Unterdessen hatte sich Laval dem Chevalier von Harmental genähert; »Sie habe ich gleichfalls glücklich hierher gebracht, mein junger Herr,« sprach er, »und das freut mich, denn so jung. Sie sind, haben Sie doch schon tapfer dreingeschlagen, haben Sie gleich nicht, wie ich, die Hälfte des Gesichts dabei eingebüßt.«

»Sie haben, mein Prinz, Nachrichten von Alberoni empfangen, sagt mir Herr von Pompadour,« nahm jetzt die Herzogin von Maine wieder das Wort.

»Ja, Ew. Hoheit.«

»Und welche?«

»Gute und schlechte zu gleicher Zeit. Sr. Majestät, Philipp der Fünfte haben jetzt gerade ihre vernünftigen Augenblicke, und man kann ihn zu nichts bestimmen. Er will an die vierfache Allianz nicht glauben.«

»Wie, er will nicht daran glauben, rief die Herzogin, »jetzt grade wird sie unterzeichnet, und in acht Tagen wird Dubois sie hierher bringen?«

»Ich weiß das, Ew. Hoheit,« entgegnete kaltblütig Cellamare, »aber Sr. Katholische Majestät wissen es nicht.«

»Er zieht sich also von uns zurück?«

»So zu sagen, ja – –«

»Aber die Königin, was sagt sie dazu? Was helfen jetzt alle die glänzenden Verheißungen und die vorgebliche Gewalt, die sie über ihren Gemahl besitzen will?«

»Von dieser Gewalt,« entgegnete der Prinz, »will sie Beweise geben, sobald erst etwas geschehen ist.«

»Und kommt es dahin, dann wird sie nicht Wort halten, fiel der Cardinal von Polignac ein.
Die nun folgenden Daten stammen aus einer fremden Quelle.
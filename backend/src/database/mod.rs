//! Module for database connection setup and common utilities.
//!
//! This module is responsible for initializing the database connection pool,
//! applying the embedded migrations and providing a central point for
//! database-related configurations and helpers.

use crate::config::Config;
use anyhow::{Context, Result};
use sqlx::{
    SqlitePool,
    sqlite::{SqliteConnectOptions, SqlitePoolOptions},
};
use std::str::FromStr;
use std::time::Duration;

pub mod models;

#[derive(Clone)]
pub struct Database {
    pub pool: SqlitePool,
}

impl Database {
    /// Initializes the database connection pool and runs pending migrations.
    pub async fn new(config: &Config) -> Result<Self> {
        let options = SqliteConnectOptions::from_str(&config.database_url)
            .with_context(|| format!("Invalid DATABASE_URL '{}'", config.database_url))?
            .create_if_missing(true)
            .foreign_keys(true);

        let pool = SqlitePoolOptions::new()
            .max_connections(config.max_connections)
            .acquire_timeout(Duration::from_secs(config.acquire_timeout_seconds))
            .connect_with(options)
            .await?;

        sqlx::migrate!("./migrations")
            .run(&pool)
            .await
            .context("Failed to run database migrations")?;

        tracing::info!("Database ready at {}", config.database_url);
        Ok(Database { pool })
    }

    /// Returns a reference to the database connection pool.
    pub fn pool(&self) -> &SqlitePool {
        &self.pool
    }

    /// Closes the database connection pool.
    pub async fn close(&self) {
        self.pool.close().await;
        tracing::info!("Database connection pool closed.");
    }
}

/// Fresh in-memory database with the schema applied.
#[cfg(test)]
pub async fn test_pool() -> SqlitePool {
    let config = crate::config::test_config();
    Database::new(&config)
        .await
        .expect("in-memory database should initialize")
        .pool
}
//! Access checks run at the top of protected resolvers.

use crate::api::common::{app_state, service_error_to_graphql};
use crate::auth::models::Viewer;
use crate::auth::service::AuthService;
use crate::database::models::User;
use crate::errors::ServiceError;
use async_graphql::{Context, Result};

/// The active user behind the request's access token, if any.
pub async fn current_user(ctx: &Context<'_>) -> Result<Option<User>> {
    let Some(claims) = ctx.data_opt::<Viewer>().and_then(|viewer| viewer.claims.as_ref()) else {
        return Ok(None);
    };

    let state = app_state(ctx)?;
    AuthService::new(state)
        .current_user(claims)
        .await
        .map_err(service_error_to_graphql)
}

/// Fails with `UNAUTHENTICATED` unless a user is logged in.
pub async fn login_required(ctx: &Context<'_>) -> Result<User> {
    current_user(ctx).await?.ok_or_else(|| {
        service_error_to_graphql(ServiceError::unauthenticated(
            "You do not have permission to perform this action",
        ))
    })
}

/// Fails with `PERMISSION_DENIED` unless the logged-in user is staff.
pub async fn staff_required(ctx: &Context<'_>) -> Result<User> {
    let user = login_required(ctx).await?;
    if !user.is_staff {
        tracing::warn!("User {} attempted a staff-only operation", user.id);
        return Err(service_error_to_graphql(ServiceError::permission_denied(
            "Staff privileges required",
        )));
    }
    Ok(user)
}
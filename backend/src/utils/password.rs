//! Password strength rules applied on registration and password changes.

use bcrypt::{DEFAULT_COST, hash, verify};
use tokio::task;

use crate::errors::{ServiceError, ServiceResult};

pub const MIN_PASSWORD_LENGTH: usize = 8;
const MAX_SIMILARITY: f64 = 0.7;

const COMMON_PASSWORDS: &[&str] = &[
    "123456", "password", "12345678", "qwerty", "123456789", "12345", "1234", "111111",
    "1234567", "dragon", "123123", "baseball", "abc123", "football", "monkey", "letmein",
    "696969", "shadow", "master", "666666", "qwertyuiop", "123321", "mustang", "1234567890",
    "michael", "654321", "superman", "1qaz2wsx", "7777777", "121212", "000000", "qazwsx",
    "123qwe", "killer", "trustno1", "jordan", "jennifer", "zxcvbnm", "asdfgh", "hunter",
    "buster", "soccer", "harley", "batman", "andrew", "tigger", "sunshine", "iloveyou",
    "2000", "charlie", "robert", "thomas", "hockey", "ranger", "daniel", "starwars",
    "klaster", "112233", "george", "computer", "michelle", "jessica", "pepper", "1111",
    "zxcvbn", "555555", "11111111", "131313", "freedom", "777777", "pass", "maggie",
    "159753", "aaaaaa", "ginger", "princess", "joshua", "cheese", "amanda", "summer",
    "love", "ashley", "nicole", "chelsea", "biteme", "matthew", "access", "yankees",
    "987654321", "dallas", "austin", "thunder", "taylor", "matrix", "mobilemail", "mom",
    "monitor", "monitoring", "montana", "moon", "moscow", "password1", "password123",
    "passw0rd", "welcome", "welcome1", "admin", "admin123", "qwerty123", "iloveyou1",
    "letmein1", "abcdef", "abcd1234", "changeme", "secret", "whatever", "trustme",
];

/// Checks `password` against the strength rules.
///
/// `user_attributes` are values such as the username and email the password
/// must not resemble.
///
/// # Returns
/// Every violated rule as a human-readable message, empty if the password is acceptable
pub fn password_problems(password: &str, user_attributes: &[&str]) -> Vec<String> {
    let mut problems = Vec::new();

    if let Some(attribute) = similar_attribute(password, user_attributes) {
        problems.push(format!("The password is too similar to the {attribute}."));
    }

    if password.chars().count() < MIN_PASSWORD_LENGTH {
        problems.push(format!(
            "This password is too short. It must contain at least {MIN_PASSWORD_LENGTH} characters."
        ));
    }

    let lowered = password.trim().to_lowercase();
    if COMMON_PASSWORDS.contains(&lowered.as_str()) {
        problems.push("This password is too common.".to_string());
    }

    if !password.is_empty() && password.chars().all(|c| c.is_ascii_digit()) {
        problems.push("This password is entirely numeric.".to_string());
    }

    problems
}

/// Fails with the first violated rule, prefixed the way clients expect.
pub fn validate_password(password: &str, user_attributes: &[&str]) -> ServiceResult<()> {
    match password_problems(password, user_attributes).into_iter().next() {
        Some(problem) => Err(ServiceError::validation(format!("Weak Password: {problem}"))),
        None => Ok(()),
    }
}

/// Hashes `password` with bcrypt on the blocking thread pool.
pub async fn hash_password(password: &str) -> ServiceResult<String> {
    let password = password.to_string();
    task::spawn_blocking(move || hash(password, DEFAULT_COST))
        .await
        .map_err(|e| ServiceError::internal_error(format!("Password hashing task panicked: {e}")))?
        .map_err(|e| ServiceError::internal_error(format!("Password hashing failed: {e}")))
}

/// Verifies `password` against a stored hash; an empty hash never matches.
pub async fn verify_password(password: &str, password_hash: &str) -> ServiceResult<bool> {
    if password_hash.is_empty() {
        return Ok(false);
    }

    let password = password.to_string();
    let password_hash = password_hash.to_string();
    task::spawn_blocking(move || verify(password, &password_hash))
        .await
        .map_err(|e| {
            ServiceError::internal_error(format!("Password verification task panicked: {e}"))
        })?
        .map_err(|e| ServiceError::internal_error(format!("Password verification failed: {e}")))
}

fn similar_attribute(password: &str, user_attributes: &[&str]) -> Option<String> {
    let password = password.to_lowercase();
    let password: Vec<char> = password.chars().collect();

    for attribute in user_attributes {
        let value = attribute.to_lowercase();
        if value.is_empty() {
            continue;
        }

        // an email is compared whole and by its word-like parts
        let mut parts: Vec<&str> = vec![value.as_str()];
        parts.extend(
            value
                .split(|c: char| !c.is_alphanumeric() && c != '_')
                .filter(|p| !p.is_empty()),
        );

        for part in parts {
            let part: Vec<char> = part.chars().collect();
            if similarity_ratio(&password, &part) >= MAX_SIMILARITY {
                let name = if attribute.contains('@') {
                    "email address"
                } else {
                    "username"
                };
                return Some(name.to_string());
            }
        }
    }

    None
}

/// Ratcliff/Obershelp similarity: twice the matched characters over the total length.
fn similarity_ratio(a: &[char], b: &[char]) -> f64 {
    let total = a.len() + b.len();
    if total == 0 {
        return 1.0;
    }
    2.0 * matching_characters(a, b) as f64 / total as f64
}

fn matching_characters(a: &[char], b: &[char]) -> usize {
    let (start_a, start_b, len) = longest_common_block(a, b);
    if len == 0 {
        return 0;
    }
    len + matching_characters(&a[..start_a], &b[..start_b])
        + matching_characters(&a[start_a + len..], &b[start_b + len..])
}

fn longest_common_block(a: &[char], b: &[char]) -> (usize, usize, usize) {
    let mut best = (0, 0, 0);
    let mut previous = vec![0usize; b.len() + 1];

    for i in 0..a.len() {
        let mut current = vec![0usize; b.len() + 1];
        for j in 0..b.len() {
            if a[i] == b[j] {
                current[j + 1] = previous[j] + 1;
                if current[j + 1] > best.2 {
                    best = (i + 1 - current[j + 1], j + 1 - current[j + 1], current[j + 1]);
                }
            }
        }
        previous = current;
    }

    best
}

#[cfg(test)]
mod tests {
    use super::*;

    #[test]
    fn test_strong_password_is_accepted() {
        assert!(password_problems("Str0ng!Passw0rd123", &["testuser", "test@example.com"]).is_empty());
    }

    #[test]
    fn test_rules() {
        let short = password_problems("Ab1!", &[]);
        assert!(short.iter().any(|p| p.contains("too short")));

        let numeric = password_problems("83920174655", &[]);
        assert_eq!(numeric, vec!["This password is entirely numeric.".to_string()]);

        let common = password_problems("Password123", &[]);
        assert_eq!(common, vec!["This password is too common.".to_string()]);

        let similar = password_problems("testuser1", &["testuser", "someone@example.com"]);
        assert_eq!(
            similar,
            vec!["The password is too similar to the username.".to_string()]
        );
    }

    #[test]
    fn test_validate_password_prefix() {
        let error = validate_password("short", &[]).unwrap_err();
        assert!(error.to_string().contains("Weak Password: This password is too short."));
    }

    #[test]
    fn test_similarity_ratio() {
        let a: Vec<char> = "abcd".chars().collect();
        let b: Vec<char> = "bcde".chars().collect();
        assert!((similarity_ratio(&a, &b) - 0.75).abs() < f64::EPSILON);
        assert_eq!(similarity_ratio(&a, &a), 1.0);
    }

    #[tokio::test]
    async fn test_hash_and_verify() {
        let hashed = hash_password("Str0ng!Passw0rd123").await.unwrap();
        assert_ne!(hashed, "Str0ng!Passw0rd123");
        assert!(verify_password("Str0ng!Passw0rd123", &hashed).await.unwrap());
        assert!(!verify_password("wrong-password", &hashed).await.unwrap());
        assert!(!verify_password("anything", "").await.unwrap());
    }
}
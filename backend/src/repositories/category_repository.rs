//! Database repository for movie categories.
//!
//! Provides CRUD operations for genres such as "Sci-Fi" or "Action".

use crate::database::models::{Category, CreateCategory};
use anyhow::Result;
use sqlx::{QueryBuilder, Sqlite, SqlitePool};

pub struct CategoryRepository<'a> {
    /// Shared SQLite connection pool
    pool: &'a SqlitePool,
}

impl<'a> CategoryRepository<'a> {
    pub fn new(pool: &'a SqlitePool) -> Self {
        Self { pool }
    }

    pub async fn create_category(&self, category: &CreateCategory) -> Result<Category> {
        let category = sqlx::query_as::<_, Category>(
            "INSERT INTO categories (name, slug) VALUES (?, ?) RETURNING id, name, slug",
        )
        .bind(&category.name)
        .bind(&category.slug)
        .fetch_one(self.pool)
        .await?;

        Ok(category)
    }

    pub async fn update_category(
        &self,
        id: i64,
        category: &CreateCategory,
    ) -> Result<Option<Category>> {
        let category = sqlx::query_as::<_, Category>(
            "UPDATE categories SET name = ?, slug = ? WHERE id = ? RETURNING id, name, slug",
        )
        .bind(&category.name)
        .bind(&category.slug)
        .bind(id)
        .fetch_optional(self.pool)
        .await?;

        Ok(category)
    }

    pub async fn delete_category(&self, id: i64) -> Result<bool> {
        let result = sqlx::query("DELETE FROM categories WHERE id = ?")
            .bind(id)
            .execute(self.pool)
            .await?;

        Ok(result.rows_affected() > 0)
    }

    pub async fn get_category_by_id(&self, id: i64) -> Result<Option<Category>> {
        let category =
            sqlx::query_as::<_, Category>("SELECT id, name, slug FROM categories WHERE id = ?")
                .bind(id)
                .fetch_optional(self.pool)
                .await?;

        Ok(category)
    }

    /// Checks whether a slug is taken, optionally ignoring one category.
    pub async fn slug_exists(&self, slug: &str, exclude_id: Option<i64>) -> Result<bool> {
        let count: i64 =
            sqlx::query_scalar("SELECT COUNT(*) FROM categories WHERE slug = ? AND id != ?")
                .bind(slug)
                .bind(exclude_id.unwrap_or(-1))
                .fetch_one(self.pool)
                .await?;

        Ok(count > 0)
    }

    /// Lists all categories ordered by name.
    pub async fn list_categories(&self) -> Result<Vec<Category>> {
        let categories = sqlx::query_as::<_, Category>(
            "SELECT id, name, slug FROM categories ORDER BY name COLLATE NOCASE, id",
        )
        .fetch_all(self.pool)
        .await?;

        Ok(categories)
    }

    /// Returns the ids among `ids` that have no matching category.
    pub async fn find_missing_ids(&self, ids: &[i64]) -> Result<Vec<i64>> {
        if ids.is_empty() {
            return Ok(Vec::new());
        }

        let mut builder: QueryBuilder<Sqlite> =
            QueryBuilder::new("SELECT id FROM categories WHERE id IN (");
        let mut separated = builder.separated(", ");
        for id in ids {
            separated.push_bind(*id);
        }
        separated.push_unseparated(")");

        let existing: Vec<i64> = builder.build_query_scalar::<i64>().fetch_all(self.pool).await?;

        let mut missing: Vec<i64> = ids
            .iter()
            .copied()
            .filter(|id| !existing.contains(id))
            .collect();
        missing.sort_unstable();
        missing.dedup();
        Ok(missing)
    }

    /// Categories attached to a movie, ordered by name.
    pub async fn get_categories_for_movie(&self, movie_id: i64) -> Result<Vec<Category>> {
        let categories = sqlx::query_as::<_, Category>(
            r#"
            SELECT c.id, c.name, c.slug
            FROM categories c
            JOIN movie_categories mc ON mc.category_id = c.id
            WHERE mc.movie_id = ?
            ORDER BY c.name COLLATE NOCASE, c.id
            "#,
        )
        .bind(movie_id)
        .fetch_all(self.pool)
        .await?;

        Ok(categories)
    }
}

#[cfg(test)]
mod tests {
    use super::*;
    use crate::database::test_pool;

    fn category(name: &str, slug: &str) -> CreateCategory {
        CreateCategory {
            name: name.to_string(),
            slug: slug.to_string(),
        }
    }

    #[tokio::test]
    async fn test_category_crud() {
        let pool = test_pool().await;
        let repo = CategoryRepository::new(&pool);

        let scifi = repo
            .create_category(&category("Sci-Fi", "sci-fi"))
            .await
            .unwrap();
        let action = repo
            .create_category(&category("Action", "action"))
            .await
            .unwrap();

        let names: Vec<String> = repo
            .list_categories()
            .await
            .unwrap()
            .into_iter()
            .map(|c| c.name)
            .collect();
        assert_eq!(names, vec!["Action", "Sci-Fi"]);

        assert!(repo.slug_exists("sci-fi", None).await.unwrap());
        assert!(!repo.slug_exists("sci-fi", Some(scifi.id)).await.unwrap());

        let missing = repo
            .find_missing_ids(&[scifi.id, action.id, 404])
            .await
            .unwrap();
        assert_eq!(missing, vec![404]);

        let renamed = repo
            .update_category(action.id, &category("Adventure", "adventure"))
            .await
            .unwrap()
            .unwrap();
        assert_eq!(renamed.slug, "adventure");

        assert!(repo.delete_category(action.id).await.unwrap());
        assert!(!repo.delete_category(action.id).await.unwrap());
        assert!(repo.get_category_by_id(action.id).await.unwrap().is_none());
    }
}
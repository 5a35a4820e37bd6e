//! Conditions under which a solve is abandoned.

use std::io;
use std::sync::atomic::AtomicBool;
use std::sync::atomic::Ordering;
use std::sync::Arc;
use std::time::Duration;
use std::time::Instant;

use signal_hook::consts::TERM_SIGNALS;

/// A wall-clock budget which starts counting when it is created.
#[derive(Clone, Copy, Debug)]
pub struct TimeBudget {
    started_at: Instant,
    budget: Duration,
}

impl TimeBudget {
    pub fn starting_now(budget: Duration) -> TimeBudget {
        TimeBudget {
            started_at: Instant::now(),
            budget,
        }
    }

    pub fn budget(&self) -> Duration {
        self.budget
    }

    pub fn elapsed(&self) -> Duration {
        self.started_at.elapsed()
    }

    /// The time left, or [`Duration::ZERO`] once the budget is spent.
    pub fn remaining(&self) -> Duration {
        self.budget.saturating_sub(self.elapsed())
    }

    pub fn is_exhausted(&self) -> bool {
        self.elapsed() >= self.budget
    }
}

/// A flag shared between the party requesting cancellation and the solver adapter polling it.
#[derive(Clone, Debug, Default)]
pub struct Cancellation(Arc<AtomicBool>);

impl Cancellation {
    /// A flag which is raised when the process receives SIGINT, SIGTERM or SIGQUIT.
    pub fn on_termination_signals() -> io::Result<Cancellation> {
        let flag = Arc::new(AtomicBool::new(false));

        for signal in TERM_SIGNALS {
            let _ = signal_hook::flag::register(*signal, Arc::clone(&flag))?;
        }

        Ok(Cancellation(flag))
    }

    pub fn cancel(&self) {
        self.0.store(true, Ordering::SeqCst);
    }

    pub fn is_cancelled(&self) -> bool {
        self.0.load(Ordering::SeqCst)
    }
}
So ist es nicht, ich leiste Bürgschaft für sie, Ew. Eminenz,« sprach der Gesandte.

»Ich sehe klar in der Sache. Der König soll kompromittiert werden,« sprach Laval, »ist das einmal geschehen, wird er handeln.«

 

»Ganz recht,« rief Cellamare, »wir kommen uns einander näher.«

»Wie aber soll man ihn compromittieren?", fragte die Herzogin, »ohne Briefe, ohne Botschaft von ihm, – ja selbst ohne eine mündliche; fünfhundert Lieues weit von ihm entfernt.«

»Hat er nicht seinen Repräsentanten zu Paris? Und befindet sich nicht dieser Repräsentant in diesem Augenblick bei Ihnen, gnädigste Frau?« fragte Cellamare.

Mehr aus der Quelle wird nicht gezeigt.